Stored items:
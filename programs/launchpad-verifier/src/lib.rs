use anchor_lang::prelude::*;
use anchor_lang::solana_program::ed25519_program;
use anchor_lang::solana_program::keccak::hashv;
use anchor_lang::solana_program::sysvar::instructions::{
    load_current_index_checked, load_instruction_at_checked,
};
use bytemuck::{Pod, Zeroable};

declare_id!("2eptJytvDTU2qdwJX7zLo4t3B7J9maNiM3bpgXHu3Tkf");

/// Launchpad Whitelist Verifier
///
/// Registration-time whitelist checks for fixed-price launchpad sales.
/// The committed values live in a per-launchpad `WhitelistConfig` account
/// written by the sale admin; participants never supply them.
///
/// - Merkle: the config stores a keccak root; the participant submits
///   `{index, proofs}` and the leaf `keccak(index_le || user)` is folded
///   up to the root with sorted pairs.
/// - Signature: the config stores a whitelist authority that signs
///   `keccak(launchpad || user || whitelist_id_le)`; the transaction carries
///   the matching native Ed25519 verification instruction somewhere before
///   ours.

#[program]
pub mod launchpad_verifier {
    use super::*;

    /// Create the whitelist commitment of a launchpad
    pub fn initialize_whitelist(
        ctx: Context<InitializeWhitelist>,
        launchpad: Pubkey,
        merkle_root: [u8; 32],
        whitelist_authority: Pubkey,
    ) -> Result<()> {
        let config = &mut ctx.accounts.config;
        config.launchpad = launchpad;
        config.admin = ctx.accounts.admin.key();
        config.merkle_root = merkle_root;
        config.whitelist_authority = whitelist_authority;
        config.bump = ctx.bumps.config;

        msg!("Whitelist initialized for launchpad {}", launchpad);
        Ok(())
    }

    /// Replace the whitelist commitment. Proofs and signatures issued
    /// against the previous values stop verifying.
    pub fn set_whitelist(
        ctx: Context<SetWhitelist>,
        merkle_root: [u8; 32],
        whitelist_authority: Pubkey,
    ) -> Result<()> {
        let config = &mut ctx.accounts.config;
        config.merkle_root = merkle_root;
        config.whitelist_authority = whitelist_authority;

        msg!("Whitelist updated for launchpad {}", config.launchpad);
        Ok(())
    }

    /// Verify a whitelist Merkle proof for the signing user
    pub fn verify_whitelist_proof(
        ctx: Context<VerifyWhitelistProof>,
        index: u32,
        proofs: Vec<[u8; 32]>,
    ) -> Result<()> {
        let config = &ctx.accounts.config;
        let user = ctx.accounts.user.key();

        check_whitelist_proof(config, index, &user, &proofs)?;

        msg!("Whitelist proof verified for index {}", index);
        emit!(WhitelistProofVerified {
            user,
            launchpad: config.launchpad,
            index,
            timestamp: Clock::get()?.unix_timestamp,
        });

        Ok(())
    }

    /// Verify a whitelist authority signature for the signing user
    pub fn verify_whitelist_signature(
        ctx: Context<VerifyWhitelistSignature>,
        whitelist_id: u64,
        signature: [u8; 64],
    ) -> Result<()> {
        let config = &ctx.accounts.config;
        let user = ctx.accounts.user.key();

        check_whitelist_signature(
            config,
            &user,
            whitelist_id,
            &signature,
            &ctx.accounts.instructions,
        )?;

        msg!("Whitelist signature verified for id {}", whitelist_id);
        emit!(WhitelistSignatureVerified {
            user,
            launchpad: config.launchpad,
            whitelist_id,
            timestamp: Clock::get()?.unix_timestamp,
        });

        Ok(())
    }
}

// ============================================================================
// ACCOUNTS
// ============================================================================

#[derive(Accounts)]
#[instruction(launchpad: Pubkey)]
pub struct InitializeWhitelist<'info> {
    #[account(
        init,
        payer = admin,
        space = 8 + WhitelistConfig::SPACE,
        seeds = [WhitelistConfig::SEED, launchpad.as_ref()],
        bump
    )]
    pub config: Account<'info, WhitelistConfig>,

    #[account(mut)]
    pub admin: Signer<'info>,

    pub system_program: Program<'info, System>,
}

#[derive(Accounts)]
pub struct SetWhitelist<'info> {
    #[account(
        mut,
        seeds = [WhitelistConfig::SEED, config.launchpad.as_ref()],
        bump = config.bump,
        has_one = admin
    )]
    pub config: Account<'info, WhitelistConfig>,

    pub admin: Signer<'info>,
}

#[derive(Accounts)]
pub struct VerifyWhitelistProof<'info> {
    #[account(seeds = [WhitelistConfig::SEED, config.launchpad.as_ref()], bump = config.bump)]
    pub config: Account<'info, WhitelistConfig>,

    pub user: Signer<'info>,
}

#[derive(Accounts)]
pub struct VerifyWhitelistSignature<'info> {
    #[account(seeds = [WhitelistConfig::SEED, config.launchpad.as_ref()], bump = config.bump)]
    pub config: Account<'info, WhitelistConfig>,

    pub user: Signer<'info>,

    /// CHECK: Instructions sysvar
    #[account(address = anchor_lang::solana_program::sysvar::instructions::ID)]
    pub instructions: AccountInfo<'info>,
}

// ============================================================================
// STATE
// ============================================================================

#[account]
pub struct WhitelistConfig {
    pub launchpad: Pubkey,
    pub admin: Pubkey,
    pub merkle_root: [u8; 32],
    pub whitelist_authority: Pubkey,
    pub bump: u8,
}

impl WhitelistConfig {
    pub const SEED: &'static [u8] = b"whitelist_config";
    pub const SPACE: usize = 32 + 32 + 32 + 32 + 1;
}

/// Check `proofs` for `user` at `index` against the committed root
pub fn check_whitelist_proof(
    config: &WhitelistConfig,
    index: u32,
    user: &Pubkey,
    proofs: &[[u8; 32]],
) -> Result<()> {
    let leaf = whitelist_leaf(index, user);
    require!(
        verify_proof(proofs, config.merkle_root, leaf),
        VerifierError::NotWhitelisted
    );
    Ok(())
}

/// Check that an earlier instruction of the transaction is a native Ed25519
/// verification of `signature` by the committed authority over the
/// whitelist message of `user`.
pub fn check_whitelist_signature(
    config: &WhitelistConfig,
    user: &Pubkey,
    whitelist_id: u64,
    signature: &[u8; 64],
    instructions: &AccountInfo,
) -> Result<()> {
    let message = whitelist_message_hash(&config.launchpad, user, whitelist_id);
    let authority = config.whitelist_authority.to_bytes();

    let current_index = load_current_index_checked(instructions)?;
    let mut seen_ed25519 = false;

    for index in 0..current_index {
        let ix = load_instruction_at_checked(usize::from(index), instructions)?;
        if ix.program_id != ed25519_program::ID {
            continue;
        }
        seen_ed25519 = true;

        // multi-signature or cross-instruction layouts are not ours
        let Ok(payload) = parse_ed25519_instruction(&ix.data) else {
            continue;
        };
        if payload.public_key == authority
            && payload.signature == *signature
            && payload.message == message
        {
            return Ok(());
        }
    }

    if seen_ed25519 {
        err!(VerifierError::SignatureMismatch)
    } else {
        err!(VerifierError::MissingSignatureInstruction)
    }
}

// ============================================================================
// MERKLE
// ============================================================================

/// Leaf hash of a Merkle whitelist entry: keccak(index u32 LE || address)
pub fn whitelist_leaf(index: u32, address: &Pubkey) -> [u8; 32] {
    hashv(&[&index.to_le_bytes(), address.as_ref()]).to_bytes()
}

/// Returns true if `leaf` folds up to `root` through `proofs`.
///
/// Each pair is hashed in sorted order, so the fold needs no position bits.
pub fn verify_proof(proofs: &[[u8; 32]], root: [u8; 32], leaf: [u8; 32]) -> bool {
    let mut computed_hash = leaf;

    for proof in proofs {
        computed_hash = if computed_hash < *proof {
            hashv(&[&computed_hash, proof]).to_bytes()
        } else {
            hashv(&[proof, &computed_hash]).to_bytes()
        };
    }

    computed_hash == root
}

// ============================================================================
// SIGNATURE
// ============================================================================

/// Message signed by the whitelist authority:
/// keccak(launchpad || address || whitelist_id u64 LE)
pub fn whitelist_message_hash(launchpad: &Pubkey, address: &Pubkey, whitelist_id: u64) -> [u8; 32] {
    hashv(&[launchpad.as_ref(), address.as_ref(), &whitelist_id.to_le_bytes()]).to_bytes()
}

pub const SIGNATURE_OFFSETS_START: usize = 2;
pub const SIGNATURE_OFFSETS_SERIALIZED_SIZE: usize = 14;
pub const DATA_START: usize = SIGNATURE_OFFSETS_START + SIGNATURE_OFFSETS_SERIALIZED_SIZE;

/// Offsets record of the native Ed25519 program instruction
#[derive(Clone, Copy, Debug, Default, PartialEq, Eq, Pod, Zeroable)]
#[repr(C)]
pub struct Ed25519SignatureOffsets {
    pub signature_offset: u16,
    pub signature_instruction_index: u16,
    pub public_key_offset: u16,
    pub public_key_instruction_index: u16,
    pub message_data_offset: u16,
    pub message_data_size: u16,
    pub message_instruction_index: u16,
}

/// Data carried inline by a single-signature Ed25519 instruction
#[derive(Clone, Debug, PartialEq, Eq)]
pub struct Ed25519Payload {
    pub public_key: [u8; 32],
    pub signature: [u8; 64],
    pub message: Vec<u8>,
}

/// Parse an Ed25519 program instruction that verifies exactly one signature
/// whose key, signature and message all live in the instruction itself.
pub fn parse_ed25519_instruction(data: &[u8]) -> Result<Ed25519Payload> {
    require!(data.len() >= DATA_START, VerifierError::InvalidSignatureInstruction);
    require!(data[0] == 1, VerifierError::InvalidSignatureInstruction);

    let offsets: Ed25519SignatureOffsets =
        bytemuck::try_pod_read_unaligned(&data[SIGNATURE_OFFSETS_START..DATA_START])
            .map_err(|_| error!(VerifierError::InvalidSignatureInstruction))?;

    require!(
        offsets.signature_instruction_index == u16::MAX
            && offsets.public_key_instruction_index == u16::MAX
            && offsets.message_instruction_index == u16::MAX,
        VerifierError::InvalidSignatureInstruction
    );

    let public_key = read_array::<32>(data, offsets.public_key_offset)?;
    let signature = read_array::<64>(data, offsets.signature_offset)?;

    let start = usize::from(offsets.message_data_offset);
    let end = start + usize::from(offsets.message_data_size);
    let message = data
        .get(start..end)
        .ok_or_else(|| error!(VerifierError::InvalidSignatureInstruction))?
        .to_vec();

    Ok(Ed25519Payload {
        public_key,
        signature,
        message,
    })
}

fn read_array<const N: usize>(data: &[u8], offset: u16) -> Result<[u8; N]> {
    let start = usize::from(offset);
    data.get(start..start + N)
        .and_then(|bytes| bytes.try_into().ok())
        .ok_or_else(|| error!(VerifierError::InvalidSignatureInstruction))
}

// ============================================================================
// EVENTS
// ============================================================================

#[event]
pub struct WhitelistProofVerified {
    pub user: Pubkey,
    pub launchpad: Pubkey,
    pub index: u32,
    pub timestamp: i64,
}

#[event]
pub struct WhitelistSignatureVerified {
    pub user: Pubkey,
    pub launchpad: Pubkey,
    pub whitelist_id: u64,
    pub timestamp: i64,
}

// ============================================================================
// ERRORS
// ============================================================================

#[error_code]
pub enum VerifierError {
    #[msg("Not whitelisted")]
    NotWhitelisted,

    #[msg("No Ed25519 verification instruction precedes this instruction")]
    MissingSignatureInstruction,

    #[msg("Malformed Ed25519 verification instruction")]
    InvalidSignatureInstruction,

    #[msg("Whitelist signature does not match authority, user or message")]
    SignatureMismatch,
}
...
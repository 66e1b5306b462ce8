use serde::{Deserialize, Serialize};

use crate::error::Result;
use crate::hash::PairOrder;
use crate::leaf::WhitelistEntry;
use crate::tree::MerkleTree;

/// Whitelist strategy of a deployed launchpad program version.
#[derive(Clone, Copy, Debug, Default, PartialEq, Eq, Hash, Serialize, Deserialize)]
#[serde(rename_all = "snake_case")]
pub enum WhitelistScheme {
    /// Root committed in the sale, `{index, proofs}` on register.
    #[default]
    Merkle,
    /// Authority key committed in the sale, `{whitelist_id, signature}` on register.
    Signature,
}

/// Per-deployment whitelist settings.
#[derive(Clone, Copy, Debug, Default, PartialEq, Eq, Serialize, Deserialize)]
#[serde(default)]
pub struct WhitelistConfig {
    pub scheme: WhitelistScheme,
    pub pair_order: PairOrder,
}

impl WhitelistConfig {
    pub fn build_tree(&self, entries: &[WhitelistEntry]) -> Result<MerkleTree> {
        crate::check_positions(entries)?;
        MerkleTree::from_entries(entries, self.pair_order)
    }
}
--
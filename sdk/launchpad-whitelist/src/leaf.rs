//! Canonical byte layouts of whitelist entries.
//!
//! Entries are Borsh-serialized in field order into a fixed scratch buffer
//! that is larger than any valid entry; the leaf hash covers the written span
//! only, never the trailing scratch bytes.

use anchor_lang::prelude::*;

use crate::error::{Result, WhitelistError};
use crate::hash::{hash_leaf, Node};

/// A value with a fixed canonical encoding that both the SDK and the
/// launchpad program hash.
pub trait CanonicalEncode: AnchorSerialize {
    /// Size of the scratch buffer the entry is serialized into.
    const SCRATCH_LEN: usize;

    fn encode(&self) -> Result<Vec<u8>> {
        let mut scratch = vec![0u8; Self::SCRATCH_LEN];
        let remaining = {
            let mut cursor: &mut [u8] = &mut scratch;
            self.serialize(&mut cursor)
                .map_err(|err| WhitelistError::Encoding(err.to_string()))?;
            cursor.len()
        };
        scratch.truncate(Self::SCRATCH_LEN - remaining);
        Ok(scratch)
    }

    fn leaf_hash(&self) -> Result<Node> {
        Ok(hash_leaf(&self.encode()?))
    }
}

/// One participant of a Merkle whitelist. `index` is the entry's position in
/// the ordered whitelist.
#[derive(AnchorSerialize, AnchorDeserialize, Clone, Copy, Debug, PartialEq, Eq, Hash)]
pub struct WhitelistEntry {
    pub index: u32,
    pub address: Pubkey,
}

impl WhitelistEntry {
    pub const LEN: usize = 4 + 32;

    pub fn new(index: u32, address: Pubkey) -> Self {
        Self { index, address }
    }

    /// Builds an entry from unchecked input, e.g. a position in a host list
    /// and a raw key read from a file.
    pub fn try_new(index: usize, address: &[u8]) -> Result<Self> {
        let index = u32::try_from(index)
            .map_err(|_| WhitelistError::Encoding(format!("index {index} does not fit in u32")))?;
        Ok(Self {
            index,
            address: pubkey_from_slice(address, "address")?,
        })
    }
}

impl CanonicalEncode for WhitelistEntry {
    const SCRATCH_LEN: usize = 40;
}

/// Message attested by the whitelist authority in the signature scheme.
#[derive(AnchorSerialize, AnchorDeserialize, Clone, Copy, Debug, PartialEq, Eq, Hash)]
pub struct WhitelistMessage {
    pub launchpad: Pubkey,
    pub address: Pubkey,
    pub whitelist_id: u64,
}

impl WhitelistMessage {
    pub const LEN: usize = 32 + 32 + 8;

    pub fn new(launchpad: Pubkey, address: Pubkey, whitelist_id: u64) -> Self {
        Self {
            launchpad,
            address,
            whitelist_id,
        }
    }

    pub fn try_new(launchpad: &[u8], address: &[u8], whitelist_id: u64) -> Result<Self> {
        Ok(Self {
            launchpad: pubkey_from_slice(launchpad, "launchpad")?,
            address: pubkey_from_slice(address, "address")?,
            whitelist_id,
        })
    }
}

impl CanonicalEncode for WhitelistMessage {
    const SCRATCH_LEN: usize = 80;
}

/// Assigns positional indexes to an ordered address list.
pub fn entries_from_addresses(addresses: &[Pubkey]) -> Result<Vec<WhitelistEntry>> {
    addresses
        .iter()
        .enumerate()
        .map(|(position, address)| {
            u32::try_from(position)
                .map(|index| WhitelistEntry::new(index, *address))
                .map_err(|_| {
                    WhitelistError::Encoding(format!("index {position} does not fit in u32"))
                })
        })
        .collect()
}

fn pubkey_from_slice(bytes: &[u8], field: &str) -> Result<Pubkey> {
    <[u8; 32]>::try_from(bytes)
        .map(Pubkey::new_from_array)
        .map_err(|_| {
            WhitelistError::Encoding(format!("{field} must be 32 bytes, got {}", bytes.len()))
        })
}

Assignment: Count how many lines in the records hold the string "WhitelistScheme"; reply with the number alone.

Answer box: 2